Required action
Work out how many lines in the data below include "starting", then reply with that number only.

Stored data

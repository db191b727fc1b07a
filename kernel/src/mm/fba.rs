//! Fixed-block allocator
//!
//! Hands out 4 KiB blocks from a virtual arena. The arena's leading blocks
//! hold the allocation bitmap itself (one page of bitmap per 32768 blocks),
//! pre-marked at init. Blocks are materialised lazily: allocating one pulls
//! a frame from the PMM and maps it at the block's virtual address;
//! freeing unmaps and returns the frame. The set half of the bitmap is the
//! canonical authority for what's allocated.

use super::page_table::PteFlags;
use super::{pmm, vmm, PhysicalAddress, VirtualAddress, PAGE_RELATIVE_MASK, PAGE_SIZE};
use crate::error::MemError;
use crate::sync::SpinLock;

/// Blocks covered by one page of bitmap (32768 bits).
pub const BLOCKS_PER_BITMAP_PAGE: usize = (PAGE_SIZE * 8) as usize;

/// Largest supported alignment for [`FixedBlockAllocator::alloc_blocks_aligned`].
pub const MAX_ALIGN: usize = 64;

/// Frame and mapping source for the arena. The kernel uses [`KernelBackend`];
/// tests substitute a recording mock.
pub trait MemoryBackend {
    fn alloc_frame(&mut self) -> Option<PhysicalAddress>;
    fn free_frame(&mut self, phys: PhysicalAddress);
    fn map(&mut self, virt: VirtualAddress, phys: PhysicalAddress, flags: PteFlags) -> bool;
    fn unmap(&mut self, virt: VirtualAddress) -> Option<PhysicalAddress>;
}

/// PMM + VMM backing for the real arena.
pub struct KernelBackend;

impl MemoryBackend for KernelBackend {
    fn alloc_frame(&mut self) -> Option<PhysicalAddress> {
        pmm::alloc_page_checked()
    }

    fn free_frame(&mut self, phys: PhysicalAddress) {
        pmm::page_free(phys.as_u64());
    }

    fn map(&mut self, virt: VirtualAddress, phys: PhysicalAddress, flags: PteFlags) -> bool {
        vmm::map_page(virt, phys, flags)
    }

    fn unmap(&mut self, virt: VirtualAddress) -> Option<PhysicalAddress> {
        match vmm::unmap_page(virt) {
            0 => None,
            phys => Some(PhysicalAddress::new(phys)),
        }
    }
}

/// The arena bookkeeping. The bitmap lives *in* the arena, not here.
pub struct FixedBlockAllocator {
    begin: VirtualAddress,
    size_blocks: usize,
    /// Leading blocks holding the bitmap; never handed out or freed.
    reserved_blocks: usize,
}

impl FixedBlockAllocator {
    /// Set up an arena of `size_blocks` blocks at `begin`. `begin` must be
    /// page aligned and `size_blocks` a multiple of 32768 (so the bitmap
    /// fills whole pages); zero blocks is accepted and yields an arena
    /// that can satisfy nothing.
    pub fn init(
        backend: &mut impl MemoryBackend,
        begin: VirtualAddress,
        size_blocks: usize,
    ) -> Result<Self, MemError> {
        if !begin.is_page_aligned() {
            return Err(MemError::UnalignedAddress {
                addr: begin.as_u64(),
            });
        }

        if size_blocks % BLOCKS_PER_BITMAP_PAGE != 0 {
            return Err(MemError::BadInitParameters);
        }

        let reserved_blocks = size_blocks / BLOCKS_PER_BITMAP_PAGE;

        let fba = Self {
            begin,
            size_blocks,
            reserved_blocks,
        };

        // Materialise and zero the bitmap pages, then mark them as
        // allocated in the bitmap they now hold.
        for i in 0..reserved_blocks {
            let virt = fba.block_addr(i);
            let frame = backend.alloc_frame().ok_or(MemError::OutOfMemory)?;
            if !backend.map(virt, frame, PteFlags::kernel_rw()) {
                backend.free_frame(frame);
                return Err(MemError::OutOfMemory);
            }

            let words = virt.as_u64() as *mut u64;
            // SAFETY: the bitmap page was just mapped writable at virt.
            unsafe {
                for w in 0..(PAGE_SIZE as usize / 8) {
                    words.add(w).write(0);
                }
            }
        }

        for i in 0..reserved_blocks {
            // SAFETY: bit index is within the freshly-mapped bitmap.
            unsafe { fba.set_bit(i) };
        }

        Ok(fba)
    }

    pub fn begin(&self) -> VirtualAddress {
        self.begin
    }

    pub fn size_blocks(&self) -> usize {
        self.size_blocks
    }

    fn block_addr(&self, index: usize) -> VirtualAddress {
        VirtualAddress::new(self.begin.as_u64() + (index as u64) * PAGE_SIZE)
    }

    fn bitmap_word(&self, word: usize) -> *mut u64 {
        (self.begin.as_u64() as *mut u64).wrapping_add(word)
    }

    /// # Safety
    ///
    /// `index` must be below `size_blocks` and the bitmap mapped.
    unsafe fn test_bit(&self, index: usize) -> bool {
        // SAFETY: per contract the word lies inside the mapped bitmap.
        unsafe { (*self.bitmap_word(index / 64)) & (1 << (index % 64)) != 0 }
    }

    /// # Safety
    ///
    /// `index` must be below `size_blocks` and the bitmap mapped.
    unsafe fn set_bit(&self, index: usize) {
        // SAFETY: per contract the word lies inside the mapped bitmap.
        unsafe { *self.bitmap_word(index / 64) |= 1 << (index % 64) };
    }

    /// # Safety
    ///
    /// `index` must be below `size_blocks` and the bitmap mapped.
    unsafe fn clear_bit(&self, index: usize) {
        // SAFETY: per contract the word lies inside the mapped bitmap.
        unsafe { *self.bitmap_word(index / 64) &= !(1 << (index % 64)) };
    }

    /// Find a run of `count` consecutive free blocks, starting at a
    /// multiple of `align` blocks. Returns the first block index.
    fn find_free_run(&self, count: usize, align: usize) -> Option<usize> {
        if count == 0 || self.size_blocks == 0 {
            return None;
        }

        let mut start = 0;
        while start + count <= self.size_blocks {
            if start % align != 0 {
                start += align - (start % align);
                continue;
            }

            // Skip fully-allocated words outright.
            // SAFETY: start < size_blocks, so the word is inside the bitmap.
            if start % 64 == 0 && unsafe { *self.bitmap_word(start / 64) } == u64::MAX {
                start += 64;
                continue;
            }

            // SAFETY: indices stay below size_blocks by the loop bound.
            let conflict = (start..start + count).find(|&i| unsafe { self.test_bit(i) });

            match conflict {
                None => return Some(start),
                Some(i) => start = i + 1,
            }
        }

        None
    }

    /// Mark and materialise `count` blocks at `start`. Rolls back on
    /// allocation or mapping failure.
    fn commit_run(
        &self,
        backend: &mut impl MemoryBackend,
        start: usize,
        count: usize,
    ) -> Option<VirtualAddress> {
        for i in 0..count {
            let index = start + i;
            let virt = self.block_addr(index);

            let frame = backend.alloc_frame();
            let mapped = frame.map(|f| (f, backend.map(virt, f, PteFlags::kernel_rw())));

            match mapped {
                Some((_f, true)) => {
                    // SAFETY: index < size_blocks per find_free_run.
                    unsafe { self.set_bit(index) };
                }
                Some((f, false)) => {
                    backend.free_frame(f);
                    self.rollback_run(backend, start, i);
                    return None;
                }
                None => {
                    self.rollback_run(backend, start, i);
                    return None;
                }
            }
        }

        Some(self.block_addr(start))
    }

    fn rollback_run(&self, backend: &mut impl MemoryBackend, start: usize, done: usize) {
        for i in 0..done {
            let index = start + i;
            // SAFETY: index < size_blocks per find_free_run.
            unsafe { self.clear_bit(index) };
            if let Some(frame) = backend.unmap(self.block_addr(index)) {
                backend.free_frame(frame);
            }
        }
    }

    /// Allocate one block.
    pub fn alloc_block(&self, backend: &mut impl MemoryBackend) -> Option<VirtualAddress> {
        self.alloc_blocks(backend, 1)
    }

    /// Allocate `count` contiguous blocks.
    pub fn alloc_blocks(
        &self,
        backend: &mut impl MemoryBackend,
        count: usize,
    ) -> Option<VirtualAddress> {
        let start = self.find_free_run(count, 1)?;
        self.commit_run(backend, start, count)
    }

    /// Allocate `count` contiguous blocks starting at a block index that is
    /// a multiple of `align`. `align` must be a nonzero power of two no
    /// greater than [`MAX_ALIGN`].
    pub fn alloc_blocks_aligned(
        &self,
        backend: &mut impl MemoryBackend,
        count: usize,
        align: usize,
    ) -> Option<VirtualAddress> {
        if align == 0 || !align.is_power_of_two() || align > MAX_ALIGN {
            return None;
        }

        let start = self.find_free_run(count, align)?;
        self.commit_run(backend, start, count)
    }

    /// Free `count` blocks at `addr`. Out-of-arena, unaligned, bitmap, or
    /// not-allocated addresses are a no-op.
    pub fn free(&self, backend: &mut impl MemoryBackend, addr: VirtualAddress, count: usize) {
        if addr.as_u64() & PAGE_RELATIVE_MASK != 0 {
            return;
        }

        let arena_end = self.begin.as_u64() + (self.size_blocks as u64) * PAGE_SIZE;
        if addr.as_u64() < self.begin.as_u64() || addr.as_u64() >= arena_end {
            return;
        }

        let start = ((addr.as_u64() - self.begin.as_u64()) / PAGE_SIZE) as usize;
        if start < self.reserved_blocks || start + count > self.size_blocks {
            return;
        }

        // Only whole, currently-allocated runs are freed.
        // SAFETY: indices bounded above.
        let all_set = (start..start + count).all(|i| unsafe { self.test_bit(i) });
        if !all_set {
            return;
        }

        for i in start..start + count {
            // SAFETY: indices bounded above.
            unsafe { self.clear_bit(i) };
            if let Some(frame) = backend.unmap(self.block_addr(i)) {
                backend.free_frame(frame);
            }
        }
    }

    /// Number of currently-allocated blocks (bitmap popcount), including
    /// the bitmap's own blocks.
    pub fn allocated_blocks(&self) -> usize {
        let words = self.size_blocks / 64;
        let mut total = 0;
        for w in 0..words {
            // SAFETY: word index bounded by the bitmap size.
            total += unsafe { (*self.bitmap_word(w)).count_ones() as usize };
        }
        total
    }
}

/// The system arena, sited by the boot path via [`init`].
static SYSTEM_FBA: SpinLock<Option<FixedBlockAllocator>> = SpinLock::new(None);

/// Initialise the system arena.
pub fn init(begin: VirtualAddress, size_blocks: usize) -> Result<(), MemError> {
    let fba = FixedBlockAllocator::init(&mut KernelBackend, begin, size_blocks)?;
    log::info!(
        "fba: arena at {:#018x}, {} blocks",
        begin.as_u64(),
        size_blocks
    );
    *SYSTEM_FBA.lock() = Some(fba);
    Ok(())
}

/// Allocate one block from the system arena.
pub fn alloc_block() -> Option<VirtualAddress> {
    SYSTEM_FBA
        .lock()
        .as_ref()?
        .alloc_block(&mut KernelBackend)
}

/// Allocate contiguous blocks from the system arena.
pub fn alloc_blocks(count: usize) -> Option<VirtualAddress> {
    SYSTEM_FBA
        .lock()
        .as_ref()?
        .alloc_blocks(&mut KernelBackend, count)
}

/// Free blocks back to the system arena.
pub fn free(addr: VirtualAddress, count: usize) {
    if let Some(fba) = SYSTEM_FBA.lock().as_ref() {
        fba.free(&mut KernelBackend, addr, count);
    }
}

Completed exercise
2